Map of the Catalan-speaking areas and dialects
Chapter 2
Catalan among the other Romance languages
The Catalan language has been shaped by the region’s history, and each stage has left a mark on the modern language: there are the pre-Roman languages surviving the Roman invasion of 218 BC, such as Basque and Iberian, especially in the North-West (Pallars, Ribagorça, and Vall d’Aran escaped initial Romanisation); there is the Germanic invasion in 415 which led to the establishment of the kingdom of Toulouse (Tolosa by its Occitan name); then the Arabic invasion after 711 which affected in various degrees the whole of the mainland Catalan-speaking territories and the Balearics, and north of the Pyrenees reached the Roussillon, occupying that northern territory for 40 years (719–759). As a reaction, the Franks fought back, reaching Barcelona (801). Frankish counties were established over half of present-day Catalonia and Northern Catalonia. These counties were eventually unified, and the Catalans enlarged their territories by annexing the Arabic kingdoms of Tortosa and Lleida, a process complete in the 12th century. In the following century, the Balearics and Valencia followed. In the 14th century (1354), Alghero was populated with Catalans after a victory over Genoa.

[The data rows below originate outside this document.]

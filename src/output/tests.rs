//! Tests for the output writer and artifact index.

use super::*;
use crate::config::NamingPolicy;
use std::fs;
use tempfile::TempDir;

fn meta(phase: &str, theme: &str, step: u32) -> ArtifactMeta {
    ArtifactMeta {
        topic: "Acme Growth".to_string(),
        phase: phase.to_string(),
        theme: theme.to_string(),
        step,
    }
}

fn file_count(dir: &std::path::Path) -> usize {
    fs::read_dir(dir).map(|d| d.count()).unwrap_or(0)
}

#[test]
fn test_write_places_artifact_under_topic_and_phase() {
    let temp_dir = TempDir::new().unwrap();
    let writer = OutputWriter::new(temp_dir.path(), NamingPolicy::Sequence);

    let path = writer
        .write(&meta("phase_2", "3", 1), ArtifactKind::Prompt, "prompt text")
        .unwrap();

    assert_eq!(
        path,
        temp_dir
            .path()
            .join("acme-growth")
            .join("phase_2")
            .join("3_step1_prompt_001.md")
    );
    assert_eq!(fs::read_to_string(&path).unwrap(), "prompt text");
}

#[test]
fn test_timestamp_writes_never_overwrite() {
    let temp_dir = TempDir::new().unwrap();
    let writer = OutputWriter::new(temp_dir.path(), NamingPolicy::Timestamp);
    let m = meta("phase_1", "A", 1);

    let first = writer.write(&m, ArtifactKind::Prompt, "first").unwrap();
    let second = writer.write(&m, ArtifactKind::Prompt, "second").unwrap();

    assert_ne!(first, second);
    assert_eq!(fs::read_to_string(&first).unwrap(), "first");
    assert_eq!(fs::read_to_string(&second).unwrap(), "second");
    assert_eq!(file_count(first.parent().unwrap()), 2);
}

#[test]
fn test_sequence_writes_count_up() {
    let temp_dir = TempDir::new().unwrap();
    let writer = OutputWriter::new(temp_dir.path(), NamingPolicy::Sequence);
    let m = meta("phase_1", "A", 2);

    let names: Vec<String> = (0..3)
        .map(|i| {
            writer
                .write(&m, ArtifactKind::Report, &format!("report {}", i))
                .unwrap()
                .file_name()
                .unwrap()
                .to_string_lossy()
                .to_string()
        })
        .collect();

    assert_eq!(
        names,
        vec![
            "A_step2_report_001.md",
            "A_step2_report_002.md",
            "A_step2_report_003.md"
        ]
    );
}

#[test]
fn test_sequence_is_per_slot() {
    let temp_dir = TempDir::new().unwrap();
    let writer = OutputWriter::new(temp_dir.path(), NamingPolicy::Sequence);

    writer.write(&meta("phase_1", "A", 1), ArtifactKind::Prompt, "a").unwrap();
    writer.write(&meta("phase_1", "A", 1), ArtifactKind::Prompt, "b").unwrap();
    let other_kind = writer.write(&meta("phase_1", "A", 1), ArtifactKind::Report, "c").unwrap();
    let other_theme = writer.write(&meta("phase_1", "B", 1), ArtifactKind::Prompt, "d").unwrap();

    assert!(other_kind.ends_with("A_step1_report_001.md"));
    assert!(other_theme.ends_with("B_step1_prompt_001.md"));
}

#[test]
fn test_sequence_skips_past_existing_files() {
    let temp_dir = TempDir::new().unwrap();
    let writer = OutputWriter::new(temp_dir.path(), NamingPolicy::Sequence);
    let dir = writer.artifact_dir("Acme Growth", "phase_1");
    fs::create_dir_all(&dir).unwrap();
    fs::write(dir.join("A_step1_prompt_007.md"), "old").unwrap();

    let path = writer.write(&meta("phase_1", "A", 1), ArtifactKind::Prompt, "new").unwrap();

    assert!(path.ends_with("A_step1_prompt_008.md"));
    assert_eq!(fs::read_to_string(dir.join("A_step1_prompt_007.md")).unwrap(), "old");
}

#[test]
fn test_index_finds_newest_report() {
    let temp_dir = TempDir::new().unwrap();
    let writer = OutputWriter::new(temp_dir.path(), NamingPolicy::Sequence);
    let m = meta("phase_1", "A", 1);

    writer.write(&m, ArtifactKind::Report, "old").unwrap();
    let newest = writer.write(&m, ArtifactKind::Report, "new").unwrap();
    writer.write(&m, ArtifactKind::Prompt, "prompt").unwrap();

    let index = ArtifactIndex::scan(temp_dir.path(), "Acme Growth").unwrap();

    assert_eq!(index.artifacts().len(), 3);
    let found = index.newest("phase_1", "A", 1, ArtifactKind::Report).unwrap();
    assert_eq!(found.path, newest);
    assert!(index.newest("phase_1", "A", 2, ArtifactKind::Report).is_none());
}

#[test]
fn test_index_newest_final_step() {
    let temp_dir = TempDir::new().unwrap();
    let writer = OutputWriter::new(temp_dir.path(), NamingPolicy::Sequence);

    writer.write(&meta("phase_1", "A", 1), ArtifactKind::Report, "s1").unwrap();
    let step3 = writer.write(&meta("phase_1", "A", 3), ArtifactKind::Report, "s3").unwrap();
    writer.write(&meta("phase_1", "A", 4), ArtifactKind::Prompt, "p4").unwrap();

    let index = ArtifactIndex::scan(temp_dir.path(), "Acme Growth").unwrap();

    let found = index.newest_final_step("phase_1", "A", ArtifactKind::Report).unwrap();
    assert_eq!(found.path, step3);
    assert!(index.newest_final_step("phase_1", "B", ArtifactKind::Report).is_none());
}

#[test]
fn test_index_of_unknown_topic_is_empty() {
    let temp_dir = TempDir::new().unwrap();
    let index = ArtifactIndex::scan(temp_dir.path(), "Nothing Yet").unwrap();
    assert!(index.artifacts().is_empty());
}

#[test]
fn test_index_ignores_foreign_files() {
    let temp_dir = TempDir::new().unwrap();
    let dir = temp_dir.path().join("acme-growth").join("phase_1");
    fs::create_dir_all(&dir).unwrap();
    fs::write(dir.join("notes.md"), "x").unwrap();
    fs::write(temp_dir.path().join("acme-growth").join("stray.md"), "x").unwrap();

    let index = ArtifactIndex::scan(temp_dir.path(), "Acme Growth").unwrap();
    assert!(index.artifacts().is_empty());
}

#[test]
fn test_meta_target() {
    assert_eq!(meta("phase_2", "3", 1).target(), "phase_2/3/1");
}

All this contact together with the influence of indigenous peoples in the territories where Catalan is spoken gives the language its particular shape among all of the other Romance languages. Occitan is its closest relative. Indeed, Catalan troubadours used Occitan for their work up to the 15th century. However, Occitan poetry in Catalonia was seen as a courtly activity, detached from real language, and thus requiring constant attention to preceptive books on poetics. Vocabulary in non-literary works shows the influence of a language already different from Latin by the 10th century. The first texts in Catalan appeared in the 12th century, such as the Llibre jutge, a translation in vulgar language of a Visigothic law code. Also in the late 12th or early 13th century, the Homilies d’Organyà was written, a fully developed text in Catalan, probably used as a help for delivering sermons in the vulgar language. The 13th century is undoubtedly the century of Ramon Llull (Majorca, 1232–1315), who wrote novels, philosophy, and theology works in Catalan. It is also the century when historiographic texts in the language began, with books translated from Latin (De rebus Hispaniae, 1268; Gesta comitum Barcinonensium, 1267–1283) and others written in Catalan (Llibre dels fets, 1274; Crònica de Bernat Desclot, 1288). In the 15th century, Ausiàs March opened new paths for poetry, in Catalan and bridging the troubadour tradition and new, Renaissance verse.
Catalan maintained its role as a full national language even after the Aragonese and Castilian crowns united under Isabella of Castile and Ferdinand II of Aragon. Ferdinand himself was of Castilian origin, after the last king of Aragon belonging to the House of Barcelona, Martin, died without an heir in 1410, and Ferdinand I, grandfather to Ferdinand II, was elected king. The decline of Catalan as a national language began in 1659 in Northern Catalonia when under the Treaty of the Pyrenees the territory was annexed by France. South of the Pyrenees, the decline began after defeat in the War of Succession (1715), when the Spanish crown was consolidated and the laws and customs of Castile were progressively imposed on Catalan territories. Even so, Catalan remained the only language of everyday (albeit non-official) usage until the arrival of mass internal migration from Spanish-speaking territories in the second half of the 20th century.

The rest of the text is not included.